--- Records to process ---
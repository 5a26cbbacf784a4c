//! Configuration module for the snapshot copier.
//!
//! The copier is configured via a TOML file, with support for environment
//! variable interpolation using `${VAR_NAME}` syntax. Values the trigger
//! payload or command line can supply (target region, account) are optional
//! here and resolved into a [`RunConfig`] once per invocation.
//!
//! # Example
//!
//! ```toml
//! [source]
//! region = "eu-west-1"
//!
//! [target]
//! region = "eu-central-1"
//! account = "${AWS_ACCOUNT_ID}"
//! kms_key_id = "arn:aws:kms:eu-central-1:123456789012:key/abc123"
//!
//! [resources]
//! instances = ["my-rds-instance"]
//! clusters = ["my-aurora-cluster"]
//!
//! [retention]
//! keep = 10
//! ```

mod observability;
mod replication;
mod retention;
mod run;
mod secrets;

use std::{collections::HashSet, path::Path};

pub use observability::*;
pub use replication::*;
pub use retention::*;
pub use run::*;
pub use secrets::*;
use serde::{Deserialize, Serialize};

/// Starter configuration written by `rds-snapshot-copier init`.
pub const DEFAULT_CONFIG_TOML: &str = r#"# RDS snapshot copier configuration

[source]
region = "eu-west-1"

# Target region and account may also come from --target-region / --account
# or from the trigger payload ("region" / "account").
[target]
# region = "eu-central-1"
# account = "${AWS_ACCOUNT_ID}"
# KMS key in the target region; required when clusters are configured
# kms_key_id = "arn:aws:kms:eu-central-1:123456789012:key/..."
encrypt_instance_copies = false

[resources]
instances = ["my-rds-instance"]
# clusters = ["my-aurora-cluster"]

[retention]
keep = 10
on_delete_failure = "halt"

[run]
continue_on_error = true
dry_run = false

[observability.logging]
level = "info"
format = "compact"
"#;

/// Root configuration for the snapshot copier.
#[derive(Debug, Clone, Serialize, Deserialize)]
#[cfg_attr(feature = "json-schema", derive(schemars::JsonSchema))]
#[serde(deny_unknown_fields)]
pub struct CopierConfig {
    /// Region holding the automated snapshots.
    pub source: SourceConfig,

    /// Region, account and key the copies are made with.
    #[serde(default)]
    pub target: TargetConfig,

    /// Instances and clusters whose snapshots are copied.
    #[serde(default)]
    pub resources: ResourcesConfig,

    /// How many copies to keep in the target region.
    #[serde(default)]
    pub retention: RetentionConfig,

    /// Run-level behaviour (failure handling, dry run).
    #[serde(default)]
    pub run: RunSettings,

    /// Credential source for every AWS client.
    #[serde(default)]
    pub credentials: AwsCredentials,

    /// Secrets manager used to resolve `target.kms_key_secret`.
    #[serde(default)]
    pub secrets: SecretsConfig,

    /// Logging configuration.
    #[serde(default)]
    pub observability: ObservabilityConfig,
}

impl CopierConfig {
    /// Load configuration from a TOML file.
    ///
    /// Environment variables in the format `${VAR_NAME}` are expanded.
    /// Missing required variables will cause an error.
    pub fn from_file(path: impl AsRef<Path>) -> Result<Self, ConfigError> {
        let contents = std::fs::read_to_string(path.as_ref())
            .map_err(|e| ConfigError::Io(e, path.as_ref().to_path_buf()))?;

        Self::from_str(&contents)
    }

    /// Parse configuration from a TOML string.
    #[allow(clippy::should_implement_trait)]
    pub fn from_str(contents: &str) -> Result<Self, ConfigError> {
        let expanded = expand_env_vars(contents)?;
        let config: CopierConfig = toml::from_str(&expanded).map_err(ConfigError::Parse)?;
        config.validate()?;
        Ok(config)
    }

    /// Validate the configuration for consistency and completeness.
    fn validate(&self) -> Result<(), ConfigError> {
        if self.source.region.trim().is_empty() {
            return Err(ConfigError::Validation("source.region must not be empty".into()));
        }

        if let Some(target_region) = &self.target.region
            && target_region == &self.source.region
        {
            return Err(ConfigError::Validation(format!(
                "target.region must differ from source.region (both are '{}')",
                target_region
            )));
        }

        self.target.validate()?;
        self.resources.validate()?;

        if !self.resources.clusters.is_empty() && !self.target.has_key() {
            return Err(ConfigError::Validation(
                "cluster copies require target.kms_key_id or target.kms_key_secret".into(),
            ));
        }

        if self.target.kms_key_secret.is_some() && self.secrets.is_none() {
            return Err(ConfigError::Validation(
                "target.kms_key_secret requires a [secrets] backend".into(),
            ));
        }

        if self.resources.is_empty() {
            tracing::warn!("No instances or clusters configured; runs will do nothing");
        }

        Ok(())
    }

    /// Generate the JSON schema for the copier configuration.
    #[cfg(feature = "json-schema")]
    pub fn json_schema() -> schemars::schema::RootSchema {
        schemars::schema_for!(CopierConfig)
    }

    /// Generate the JSON schema as a pretty-printed JSON string.
    #[cfg(feature = "json-schema")]
    pub fn json_schema_string() -> Result<String, serde_json::Error> {
        serde_json::to_string_pretty(&Self::json_schema())
    }
}

/// Configuration errors.
#[derive(Debug, thiserror::Error)]
pub enum ConfigError {
    #[error("Failed to read config file {1}: {0}")]
    Io(std::io::Error, std::path::PathBuf),

    #[error("Failed to parse config: {0}")]
    Parse(#[from] toml::de::Error),

    #[error("Environment variable not found: {0}")]
    EnvVarNotFound(String),

    #[error("Configuration validation error: {0}")]
    Validation(String),

    #[error("Missing required value: {0} (set it in the config file, on the command line, or in the trigger payload)")]
    Missing(&'static str),

    #[error("Failed to resolve secret '{key}': {reason}")]
    Secret { key: String, reason: String },
}

/// Reject duplicate names; each would be copied twice and collide.
pub(crate) fn check_unique(names: &[String], field: &str) -> Result<(), ConfigError> {
    let mut seen = HashSet::new();
    for name in names {
        if name.trim().is_empty() {
            return Err(ConfigError::Validation(format!(
                "{field} contains an empty name"
            )));
        }
        if !seen.insert(name) {
            return Err(ConfigError::Validation(format!(
                "{field} lists '{name}' more than once"
            )));
        }
    }
    Ok(())
}

/// Expand environment variables in the format `${VAR_NAME}`.
/// Skips commented lines (lines where content before the variable is a comment).
fn expand_env_vars(input: &str) -> Result<String, ConfigError> {
    let re = regex::Regex::new(r"\$\{([^}]+)\}")
        .map_err(|e| ConfigError::Validation(format!("invalid interpolation pattern: {e}")))?;
    let mut result = String::with_capacity(input.len());

    for line in input.lines() {
        let comment_pos = line.find('#');

        let mut line_result = String::with_capacity(line.len());
        let mut last_end = 0;

        for cap in re.captures_iter(line) {
            let Some(whole) = cap.get(0) else {
                continue;
            };

            // Skip if this variable is inside a comment
            if let Some(pos) = comment_pos
                && whole.start() >= pos
            {
                continue;
            }

            line_result.push_str(&line[last_end..whole.start()]);

            let var_name = &cap[1];
            let value = std::env::var(var_name)
                .map_err(|_| ConfigError::EnvVarNotFound(var_name.to_string()))?;
            line_result.push_str(&value);

            last_end = whole.end();
        }

        line_result.push_str(&line[last_end..]);
        result.push_str(&line_result);
        result.push('\n');
    }

    // Remove trailing newline if input didn't have one
    if !input.ends_with('\n') && result.ends_with('\n') {
        result.pop();
    }

    Ok(result)
}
---
Task.
Looking through the data above, copy out each line in which the string "payload" occurs.

The answer.
//! payload or command line can supply (target region, account) are optional
# or from the trigger payload ("region" / "account").
    #[error("Missing required value: {0} (set it in the config file, on the command line, or in the trigger payload)")]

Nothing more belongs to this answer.